In 1992 a fishing net with a length of 1500 meters managed to entangle 99 seabirds, 75 salmons and 2 sharks. This ball of marine meat travelled 60 miles afterwards before it eventually turned into organic waste. According to JNCC Lobster worth about 250 million dollars, supposed to be sold on the US market, is killed every year due to ghost fishing.

The toxic plastic rubbish we mentioned earlier seems to be a vital part of the fish’s menu. The same fish is brought to our table not long after it has munched loads of harmful waste and we consume these toxins without being aware of what gets into our digestive system. Maybe you should reconsider the origin of the fish you’re going to buy from the supermarket from now on. That might surely reduce the possibility to come upon low-quality products.

Sea turtles suffer even more from the ocean waste

a sea turtle deformed from plastic ring waste

looks like an 8

Jellyfish is one of the most delightful food for the sea turtles. Unfortunately, plastic bags and other translucent materials resemble jellyfish perfectly seen through the eyes of the marine animals and much of that junk ends up in their stomach, causing painful death to the creatures. Even plastic straws can lead to unimaginable pain for the turtles as it is evident from this video clip.

Similar to how the birds get entangled in monofilament nets, as I stated in my previous article, the turtles get in the same trap and often this leads to their departure from life. This is not the most painful method for animal execution though. Not so rarely plastic rings surround the sea turtles when they are still very young and this prevents the growth of certain areas of their body through their whole life.

Seals and Sea lions

Entanglement doesn’t harm just birds and turtles but everything that swims in the ocean waters including seals and sea lions. 58% of seal species have been a subject of research that has the aim to give information on how many animals of this family become victims of the chaotically floating rubbish in the ocean.

From 0.16% and up to 1.6% of the whole population of both seals and sea lions eventually end up dying because of entanglement. In areas like Mexico almost 8% of the California sea lions get wrapped in the deadly grip and never escape from it. Have in mind that this statistics cannot be fully accurate due to the fact that all dead animals were found on the shore and there is no data for these that have perished into the sea.

Is any prevention or clean-up of marine debris possible ?

It’s not just achievable but many well-developed countries have already taken actions to reduce the global waste footprint. Adopting a zero-waste lifestyle is also a goal for internationally-known companies like Subaru and Xerox which have reconsidered the way they dispose of their trash.

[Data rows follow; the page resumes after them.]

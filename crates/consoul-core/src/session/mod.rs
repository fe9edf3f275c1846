pub mod trim;

use crate::providers::{Message, Role};
use crate::tools::{PermissionPolicy, ToolFilter};
use serde::{Deserialize, Serialize};
use std::time::{SystemTime, UNIX_EPOCH};
use thiserror::Error;

pub use trim::{trim_keep_last, Summarizer, TrimConfig, TrimError};

pub fn now_secs() -> i64 {
    SystemTime::now()
        .duration_since(UNIX_EPOCH)
        .map(|d| d.as_secs() as i64)
        .unwrap_or(0)
}

/// Free-form per-session settings a caller sets at creation time (§3:
/// "config: free-form small mapping: tools_enabled, system prompt, etc.").
#[derive(Debug, Clone, Serialize, Deserialize)]
pub struct SessionConfig {
    #[serde(default)]
    pub system_prompt: Option<String>,
    #[serde(default = "default_true")]
    pub tools_enabled: bool,
    #[serde(default)]
    pub tool_filter: ToolFilter,
    #[serde(default)]
    pub permission_policy: PermissionPolicy,
    #[serde(default = "default_max_messages")]
    pub max_messages: usize,
}

fn default_true() -> bool {
    true
}

fn default_max_messages() -> usize {
    500
}

impl Default for SessionConfig {
    fn default() -> Self {
        Self {
            system_prompt: None,
            tools_enabled: true,
            tool_filter: ToolFilter::default(),
            permission_policy: PermissionPolicy::default(),
            max_messages: default_max_messages(),
        }
    }
}

#[derive(Debug, Error, PartialEq, Eq)]
pub enum SessionError {
    #[error("session_id must be 1..=128 characters, got {0}")]
    InvalidSessionId(usize),
    #[error("updated_at ({updated_at}) is before created_at ({created_at})")]
    UpdatedBeforeCreated { created_at: i64, updated_at: i64 },
    #[error("message count {0} exceeds max_messages {1}")]
    TooManyMessages(usize, usize),
    #[error("a system message may only appear at index 0")]
    MisplacedSystemMessage,
}

/// A durable conversation keyed by `session_id` (§3). Mutated only by the
/// holder of the matching `SessionLock` (`consoul-store::lock`); every
/// mutation goes through `Session::append` / `Session::touch` so the
/// invariants below can't be violated by construction.
#[derive(Debug, Clone, Serialize, Deserialize)]
pub struct Session {
    pub session_id: String,
    pub model: String,
    pub temperature: f32,
    pub messages: Vec<Message>,
    pub created_at: i64,
    pub updated_at: i64,
    pub config: SessionConfig,
}

impl Session {
    pub fn new(session_id: impl Into<String>, model: impl Into<String>, config: SessionConfig) -> Self {
        let now = now_secs();
        let mut messages = Vec::new();
        if let Some(prompt) = &config.system_prompt {
            messages.push(Message::system(prompt.clone()));
        }
        Self {
            session_id: session_id.into(),
            model: model.into(),
            temperature: 1.0,
            messages,
            created_at: now,
            updated_at: now,
            config,
        }
    }

    /// Appends a message and bumps `updated_at`. Callers are responsible
    /// for calling `trim` afterwards so `max_messages` stays satisfied —
    /// `append` itself never drops history, matching §4.7 step 4's ordering
    /// (append, then trim).
    pub fn append(&mut self, message: Message) {
        self.messages.push(message);
        self.updated_at = now_secs();
    }

    pub fn touch(&mut self) {
        self.updated_at = now_secs();
    }

    /// Validates the invariants from §3: session id length, monotonic
    /// timestamps, message-count bound, and "system only at index 0".
    pub fn validate(&self) -> Result<(), SessionError> {
        let len = self.session_id.chars().count();
        if len == 0 || len > 128 {
            return Err(SessionError::InvalidSessionId(len));
        }
        if self.updated_at < self.created_at {
            return Err(SessionError::UpdatedBeforeCreated {
                created_at: self.created_at,
                updated_at: self.updated_at,
            });
        }
        if self.messages.len() > self.config.max_messages {
            return Err(SessionError::TooManyMessages(self.messages.len(), self.config.max_messages));
        }
        for (i, m) in self.messages.iter().enumerate() {
            if i != 0 && matches!(m.role, Role::System) {
                return Err(SessionError::MisplacedSystemMessage);
            }
        }
        Ok(())
    }
}

#[cfg(test)]
mod tests {
    use super::*;

    #[test]
    fn new_session_seeds_system_prompt_at_index_zero() {
        let config = SessionConfig {
            system_prompt: Some("be helpful".to_string()),
            ..Default::default()
        };
        let session = Session::new("s1", "gpt-4o", config);
        assert!(matches!(session.messages[0].role, Role::System));
        assert!(session.validate().is_ok());
    }

    #[test]
    fn rejects_session_id_out_of_range() {
        let mut session = Session::new("", "gpt-4o", SessionConfig::default());
        session.session_id = "".to_string();
        assert_eq!(session.validate(), Err(SessionError::InvalidSessionId(0)));
    }

    #[test]
    fn rejects_updated_before_created() {
        let mut session = Session::new("s1", "gpt-4o", SessionConfig::default());
        session.updated_at = session.created_at - 1;
        assert!(session.validate().is_err());
    }

    #[test]
    fn rejects_system_message_outside_index_zero() {
        let mut session = Session::new("s1", "gpt-4o", SessionConfig::default());
        session.append(Message::user("hi"));
        session.messages.push(Message::system("late system message"));
        assert_eq!(session.validate(), Err(SessionError::MisplacedSystemMessage));
    }

    #[test]
    fn append_bumps_updated_at_without_dropping_history() {
        let mut session = Session::new("s1", "gpt-4o", SessionConfig::default());
        session.append(Message::user("hi"));
        assert_eq!(session.messages.len(), 1);
        assert!(session.updated_at >= session.created_at);
    }
}
use super::provider::{
    LlmProvider, LlmResponse, Message, ProviderErrorKind, Role, StreamChunk, TokenUsage, ToolCall,
};
use crate::tools::tool::ToolDef;
use anyhow::Result;
use async_trait::async_trait;
use futures_util::StreamExt;
use reqwest::Client;
use serde_json::{json, Value};
use tokio::sync::mpsc;

pub struct OpenAiProvider {
    client: Client,
    base_url: String,
    api_key: String,
    model: String,
}

impl OpenAiProvider {
    pub fn new(
        base_url: impl Into<String>,
        api_key: impl Into<String>,
        model: impl Into<String>,
    ) -> Self {
        Self {
            client: Client::new(),
            base_url: base_url.into(),
            api_key: api_key.into(),
            model: model.into(),
        }
    }
}

fn build_messages(messages: &[Message]) -> Vec<Value> {
    messages
        .iter()
        .map(|m| {
            let role = match m.role {
                Role::System => "system",
                Role::User => "user",
                Role::Assistant => "assistant",
                Role::Tool => "tool",
            };
            if let Some(calls) = &m.tool_calls {
                let tc_arr: Vec<Value> = calls
                    .iter()
                    .map(|c| {
                        json!({
                            "id": c.id,
                            "type": "function",
                            "function": {
                                "name": c.name,
                                "arguments": c.args.to_string()
                            }
                        })
                    })
                    .collect();
                return json!({ "role": role, "content": null, "tool_calls": tc_arr });
            }
            let mut obj = json!({ "role": role, "content": m.content });
            if let Some(id) = &m.tool_call_id {
                obj["tool_call_id"] = json!(id);
            }
            obj
        })
        .collect()
}

fn build_tools(tools: &[ToolDef]) -> Vec<Value> {
    tools
        .iter()
        .map(|t| {
            json!({ "type": "function", "function": { "name": t.name, "description": t.description, "parameters": t.parameters } })
        })
        .collect()
}

#[async_trait]
impl LlmProvider for OpenAiProvider {
    async fn complete(&self, messages: &[Message], tools: &[ToolDef]) -> Result<LlmResponse> {
        let msgs = build_messages(messages);
        let tools_val = build_tools(tools);

        let mut body = json!({ "model": self.model, "messages": msgs });
        if !tools_val.is_empty() {
            body["tools"] = json!(tools_val);
        }

        let url = format!("{}/chat/completions", self.base_url.trim_end_matches('/'));
        let resp = self
            .client
            .post(&url)
            .bearer_auth(&self.api_key)
            .json(&body)
            .send()
            .await?
            .error_for_status()?;
        let data: Value = resp.json().await?;

        let usage = {
            let u = &data["usage"];
            TokenUsage {
                input_tokens: u["prompt_tokens"].as_u64().unwrap_or(0) as u32,
                output_tokens: u["completion_tokens"].as_u64().unwrap_or(0) as u32,
            }
        };

        let choice = &data["choices"][0];
        let message = &choice["message"];
        let finish_reason = choice["finish_reason"].as_str().unwrap_or("stop");

        if finish_reason == "tool_calls" || message["tool_calls"].is_array() {
            let tool_calls = message["tool_calls"]
                .as_array()
                .map(|arr| {
                    arr.iter()
                        .filter_map(|tc| {
                            let id = tc["id"].as_str()?.to_string();
                            let name = tc["function"]["name"].as_str()?.to_string();
                            let args_str = tc["function"]["arguments"].as_str().unwrap_or("{}");
                            let args: Value = serde_json::from_str(args_str).unwrap_or(json!({}));
                            Some(ToolCall {
                                id,
                                name,
                                args,
                                thought_signature: None,
                            })
                        })
                        .collect::<Vec<_>>()
                })
                .unwrap_or_default();
            Ok(LlmResponse::ToolCalls {
                calls: tool_calls,
                usage,
            })
        } else {
            let content = message["content"].as_str().unwrap_or("").to_string();
            Ok(LlmResponse::Message { content, usage })
        }
    }

    async fn stream_complete(
        &self,
        messages: &[Message],
        tools: &[ToolDef],
        tx: mpsc::Sender<StreamChunk>,
    ) -> Result<()> {
        let msgs = build_messages(messages);
        let tools_val = build_tools(tools);

        let mut body = json!({
            "model": self.model,
            "messages": msgs,
            "stream": true,
            "stream_options": { "include_usage": true }
        });
        if !tools_val.is_empty() {
            body["tools"] = json!(tools_val);
        }

        let url = format!("{}/chat/completions", self.base_url.trim_end_matches('/'));
        let raw_resp = self
            .client
            .post(&url)
            .bearer_auth(&self.api_key)
            .json(&body)
            .send()
            .await?;
        if !raw_resp.status().is_success() {
            let status = raw_resp.status();
            let body_text = raw_resp.text().await.unwrap_or_default();
            let kind = match status.as_u16() {
                401 | 403 => ProviderErrorKind::Auth,
                429 => ProviderErrorKind::RateLimit,
                _ => ProviderErrorKind::Transport,
            };
            let _ = tx
                .send(StreamChunk::Error {
                    kind,
                    message: format!("status {status}: {body_text}"),
                    partial_text: None,
                })
                .await;
            return Ok(());
        }

        // index -> (id, name, args)
        let mut tool_calls: std::collections::HashMap<usize, (String, String, String)> =
            std::collections::HashMap::new();
        let mut last_usage: Option<TokenUsage> = None;
        let mut partial_text = String::new();
        let mut byte_stream = raw_resp.bytes_stream();
        let mut leftover = String::new();

        'outer: while let Some(chunk) = byte_stream.next().await {
            let bytes = match chunk {
                Ok(b) => b,
                Err(e) => {
                    let _ = tx
                        .send(StreamChunk::Error {
                            kind: ProviderErrorKind::Transport,
                            message: e.to_string(),
                            partial_text: (!partial_text.is_empty()).then(|| partial_text.clone()),
                        })
                        .await;
                    return Ok(());
                }
            };
            leftover.push_str(&String::from_utf8_lossy(&bytes));

            while let Some(pos) = leftover.find('\n') {
                let line = leftover[..pos].trim_end_matches('\r').to_string();
                leftover = leftover[pos + 1..].to_string();

                if !line.starts_with("data: ") {
                    continue;
                }
                let data = &line["data: ".len()..];
                if data == "[DONE]" {
                    break 'outer;
                }

                let delta: Value = match serde_json::from_str(data) {
                    Ok(v) => v,
                    Err(_) => continue,
                };

                if let Some(usage) = delta.get("usage").filter(|u| !u.is_null()) {
                    last_usage = Some(TokenUsage {
                        input_tokens: usage["prompt_tokens"].as_u64().unwrap_or(0) as u32,
                        output_tokens: usage["completion_tokens"].as_u64().unwrap_or(0) as u32,
                    });
                }

                // Skip usage-only chunks (no choices)
                let choices = delta["choices"].as_array();
                if choices.map(|c| c.is_empty()).unwrap_or(true) {
                    continue;
                }

                let choice = &delta["choices"][0];
                let msg_delta = &choice["delta"];
                let finish_reason = choice["finish_reason"].as_str().unwrap_or("");

                if let Some(text) = msg_delta["content"].as_str() {
                    if !text.is_empty() {
                        partial_text.push_str(text);
                        let _ = tx
                            .send(StreamChunk::Delta {
                                text: text.to_string(),
                            })
                            .await;
                    }
                }

                if let Some(tc_arr) = msg_delta["tool_calls"].as_array() {
                    for tc in tc_arr {
                        let idx = tc["index"].as_u64().unwrap_or(0) as usize;
                        let entry = tool_calls
                            .entry(idx)
                            .or_insert_with(|| (String::new(), String::new(), String::new()));
                        if let Some(id) = tc["id"].as_str() {
                            entry.0 = id.to_string();
                        }
                        if let Some(name) = tc["function"]["name"].as_str() {
                            entry.1 = name.to_string();
                        }
                        if let Some(args) = tc["function"]["arguments"].as_str() {
                            entry.2.push_str(args);
                        }
                    }
                }

                if finish_reason == "tool_calls" {
                    let mut indices: Vec<usize> = tool_calls.keys().cloned().collect();
                    indices.sort();
                    for idx in indices {
                        if let Some((id, name, args_str)) = tool_calls.remove(&idx) {
                            let args: Value = serde_json::from_str(&args_str).unwrap_or(json!({}));
                            let _ = tx
                                .send(StreamChunk::ToolCallReady {
                                    call: ToolCall {
                                        id,
                                        name,
                                        args,
                                        thought_signature: None,
                                    },
                                })
                                .await;
                        }
                    }
                }
            }
        }

        // Flush any remaining tool calls
        if !tool_calls.is_empty() {
            let mut indices: Vec<usize> = tool_calls.keys().cloned().collect();
            indices.sort();
            for idx in indices {
                if let Some((id, name, args_str)) = tool_calls.remove(&idx) {
                    let args: Value = serde_json::from_str(&args_str).unwrap_or(json!({}));
                    let _ = tx
                        .send(StreamChunk::ToolCallReady {
                            call: ToolCall {
                                id,
                                name,
                                args,
                                thought_signature: None,
                            },
                        })
                        .await;
                }
            }
        }

        let usage = last_usage.unwrap_or(TokenUsage {
            input_tokens: 0,
            output_tokens: 0,
        });
        let _ = tx.send(StreamChunk::Done { usage }).await;

        Ok(())
    }
}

Since 1980 a lot of efforts initiated by volunteers have been made to prevent the Hawaiian monk seal from extinction. In 1998 NGOs, federal and state institutions combined their efforts and succeeded in removing about 190 tons of fishing gear that was threatening the endangered seal species.

We, as a rubbish removal company which cares about the environment, are very concerned about the impact of waste on the wildlife and therefore aim to raise awareness about it, using all available resources. The first step to dealing with a problem is to acquire knowledge about it and learn how to manage it. When you are already prepared to face the challenge, you start looking for the most effective solutions and execute them successfully.